*** Provided data ***
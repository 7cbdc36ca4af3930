use async_trait::async_trait;

use crate::domain::identity::models::LoginCommand;
use crate::user::errors::UserError;

/// Port for credential verification.
#[async_trait]
pub trait IdentityServicePort: Send + Sync + 'static {
    /// Verify email and password and issue a bearer token.
    ///
    /// # Returns
    /// Signed bearer token for the user
    ///
    /// # Errors
    /// * `InvalidCredentials` - Unknown email or wrong password (indistinguishable)
    /// * `Password` - Stored hash is corrupted
    /// * `Token` - Token signing failed
    /// * `DatabaseError` - Database operation failed
    async fn login(&self, command: LoginCommand) -> Result<String, UserError>;
}
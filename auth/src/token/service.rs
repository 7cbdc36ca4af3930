use base64::engine::general_purpose::URL_SAFE_NO_PAD;
use base64::Engine;
use chrono::DateTime;
use chrono::Duration;
use chrono::Utc;
use jsonwebtoken::decode;
use jsonwebtoken::encode;
use jsonwebtoken::errors::ErrorKind;
use jsonwebtoken::Algorithm;
use jsonwebtoken::DecodingKey;
use jsonwebtoken::EncodingKey;
use jsonwebtoken::Header;
use jsonwebtoken::Validation;
use secrecy::ExposeSecret;
use serde::Deserialize;

use super::claims::Claims;
use super::errors::TokenError;
use crate::config::AuthConfig;

/// Issues and validates signed, time-bounded bearer tokens.
///
/// Tokens are HS256 JWTs. Nothing is tracked server-side: a token is valid
/// from issuance until its expiration and cannot be revoked.
pub struct TokenService {
    encoding_key: EncodingKey,
    decoding_key: DecodingKey,
    lifetime: Duration,
    validation: Validation,
}

impl TokenService {
    const ALGORITHM: Algorithm = Algorithm::HS256;
    const ALGORITHM_NAME: &'static str = "HS256";

    /// Create a token service from the process configuration.
    pub fn new(config: &AuthConfig) -> Self {
        let secret = config.secret().expose_secret().as_bytes();

        let mut validation = Validation::new(Self::ALGORITHM);
        validation.set_required_spec_claims(&["exp", "sub"]);
        // Expiration is checked against our own clock with zero leeway.
        validation.validate_exp = false;
        validation.leeway = 0;

        Self {
            encoding_key: EncodingKey::from_secret(secret),
            decoding_key: DecodingKey::from_secret(secret),
            lifetime: config.token_lifetime(),
            validation,
        }
    }

    /// Issue a token for the given subject, expiring after the configured lifetime.
    ///
    /// # Errors
    /// * `Signing` - Token could not be signed
    pub fn issue(&self, subject: &str) -> Result<String, TokenError> {
        self.issue_at(subject, Utc::now())
    }

    fn issue_at(&self, subject: &str, issued_at: DateTime<Utc>) -> Result<String, TokenError> {
        let claims = Claims::issue(subject, issued_at, self.lifetime);
        let header = Header::new(Self::ALGORITHM);

        encode(&header, &claims, &self.encoding_key).map_err(|e| TokenError::Signing(e.to_string()))
    }

    /// Validate a token and return its claims.
    ///
    /// # Errors
    /// * `Malformed` - Token cannot be parsed or lacks required claims
    /// * `WrongAlgorithm` - Header names any algorithm other than HS256, `none` included
    /// * `BadSignature` - Signature does not match the configured secret
    /// * `Expired` - Expiration is not in the future
    pub fn validate(&self, token: &str) -> Result<Claims, TokenError> {
        self.validate_at(token, Utc::now().timestamp())
    }

    fn validate_at(&self, token: &str, now: i64) -> Result<Claims, TokenError> {
        let algorithm = header_algorithm(token)?;
        if algorithm != Self::ALGORITHM_NAME {
            return Err(TokenError::WrongAlgorithm(algorithm));
        }

        let token_data = decode::<Claims>(token, &self.decoding_key, &self.validation)
            .map_err(|e| match e.kind() {
                ErrorKind::InvalidSignature => TokenError::BadSignature,
                ErrorKind::ExpiredSignature => TokenError::Expired,
                ErrorKind::InvalidAlgorithm | ErrorKind::InvalidAlgorithmName => {
                    TokenError::WrongAlgorithm(algorithm.clone())
                }
                _ => TokenError::Malformed(e.to_string()),
            })?;

        if token_data.claims.is_expired(now) {
            return Err(TokenError::Expired);
        }

        Ok(token_data.claims)
    }
}

#[derive(Deserialize)]
struct RawHeader {
    alg: String,
}

/// Read the `alg` field without trusting anything else in the token.
///
/// jsonwebtoken cannot even represent `none`, so it is inspected here first to
/// report unexpected algorithms as such instead of as a parse failure.
fn header_algorithm(token: &str) -> Result<String, TokenError> {
    let segment = token
        .split('.')
        .next()
        .filter(|segment| !segment.is_empty())
        .ok_or_else(|| TokenError::Malformed("missing header".to_string()))?;

    let bytes = URL_SAFE_NO_PAD
        .decode(segment)
        .map_err(|e| TokenError::Malformed(format!("header is not base64url: {}", e)))?;

    serde_json::from_slice::<RawHeader>(&bytes)
        .map(|header| header.alg)
        .map_err(|e| TokenError::Malformed(format!("header is not valid JSON: {}", e)))
}

#[cfg(test)]
mod tests {
    use super::*;

    const SECRET: &str = "my_secret_key_at_least_32_bytes_long!";

    fn service() -> TokenService {
        TokenService::new(&AuthConfig::new(SECRET).unwrap())
    }

    fn replace_char(token: &str, index: usize) -> String {
        let mut chars: Vec<char> = token.chars().collect();
        chars[index] = if chars[index] == 'A' { 'B' } else { 'A' };
        chars.into_iter().collect()
    }

    #[test]
    fn test_issue_and_validate() {
        let service = service();

        let token = service.issue("user123").expect("Failed to issue token");
        assert!(!token.is_empty());

        let claims = service.validate(&token).expect("Failed to validate token");
        assert_eq!(claims.subject(), "user123");
        assert!(claims.expires_at() > Utc::now().timestamp());
    }

    #[test]
    fn test_expiration_follows_configured_lifetime() {
        let config = AuthConfig::new(SECRET)
            .unwrap()
            .with_token_lifetime_minutes(30)
            .unwrap();
        let service = TokenService::new(&config);

        let token = service.issue("user123").unwrap();
        let claims = service.validate(&token).unwrap();

        assert_eq!(claims.expires_at() - claims.issued_at(), 30 * 60);
    }

    #[test]
    fn test_expired_token() {
        let service = service();

        let issued_at = Utc::now() - Duration::days(2);
        let token = service.issue_at("user123", issued_at).unwrap();

        assert_eq!(service.validate(&token).unwrap_err(), TokenError::Expired);
    }

    #[test]
    fn test_token_rejected_at_exact_expiry() {
        let service = service();

        let issued_at = Utc::now();
        let token = service.issue_at("user123", issued_at).unwrap();
        let expiry = (issued_at + Duration::minutes(1440)).timestamp();

        assert!(service.validate_at(&token, expiry - 1).is_ok());
        assert_eq!(
            service.validate_at(&token, expiry).unwrap_err(),
            TokenError::Expired
        );
    }

    #[test]
    fn test_flipped_signature_byte() {
        let service = service();
        let token = service.issue("user123").unwrap();

        let signature_start = token.rfind('.').unwrap() + 1;
        let tampered = replace_char(&token, signature_start);

        assert_eq!(
            service.validate(&tampered).unwrap_err(),
            TokenError::BadSignature
        );
    }

    #[test]
    fn test_tampered_payload() {
        let service = service();
        let token = service.issue("user123").unwrap();

        let payload_start = token.find('.').unwrap() + 1;
        let tampered = replace_char(&token, payload_start + 2);

        assert!(service.validate(&tampered).is_err());
    }

    #[test]
    fn test_validate_with_wrong_secret() {
        let issuer = service();
        let other = TokenService::new(
            &AuthConfig::new("secret2_at_least_32_bytes_long_key!").unwrap(),
        );

        let token = issuer.issue("user123").unwrap();

        assert_eq!(
            other.validate(&token).unwrap_err(),
            TokenError::BadSignature
        );
    }

    #[test]
    fn test_rejects_other_hmac_algorithm() {
        let service = service();
        let claims = Claims::issue("user123", Utc::now(), Duration::hours(1));
        let token = encode(
            &Header::new(Algorithm::HS512),
            &claims,
            &EncodingKey::from_secret(SECRET.as_bytes()),
        )
        .unwrap();

        assert_eq!(
            service.validate(&token).unwrap_err(),
            TokenError::WrongAlgorithm("HS512".to_string())
        );
    }

    #[test]
    fn test_rejects_none_algorithm() {
        let service = service();
        let header = URL_SAFE_NO_PAD.encode(r#"{"alg":"none","typ":"JWT"}"#);
        let exp = (Utc::now() + Duration::hours(1)).timestamp();
        let payload = URL_SAFE_NO_PAD.encode(format!(r#"{{"sub":"user123","exp":{},"iat":0}}"#, exp));
        let token = format!("{}.{}.", header, payload);

        assert_eq!(
            service.validate(&token).unwrap_err(),
            TokenError::WrongAlgorithm("none".to_string())
        );
    }

    #[test]
    fn test_malformed_token() {
        let service = service();

        assert!(matches!(
            service.validate("invalid.token.here"),
            Err(TokenError::Malformed(_))
        ));
        assert!(matches!(service.validate(""), Err(TokenError::Malformed(_))));
    }
}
*** End of Provided data ***
== Directions ==
Going through the records above line by line, count those that hold the word "decode", and answer with the number only.

== Solution to the problem ==
3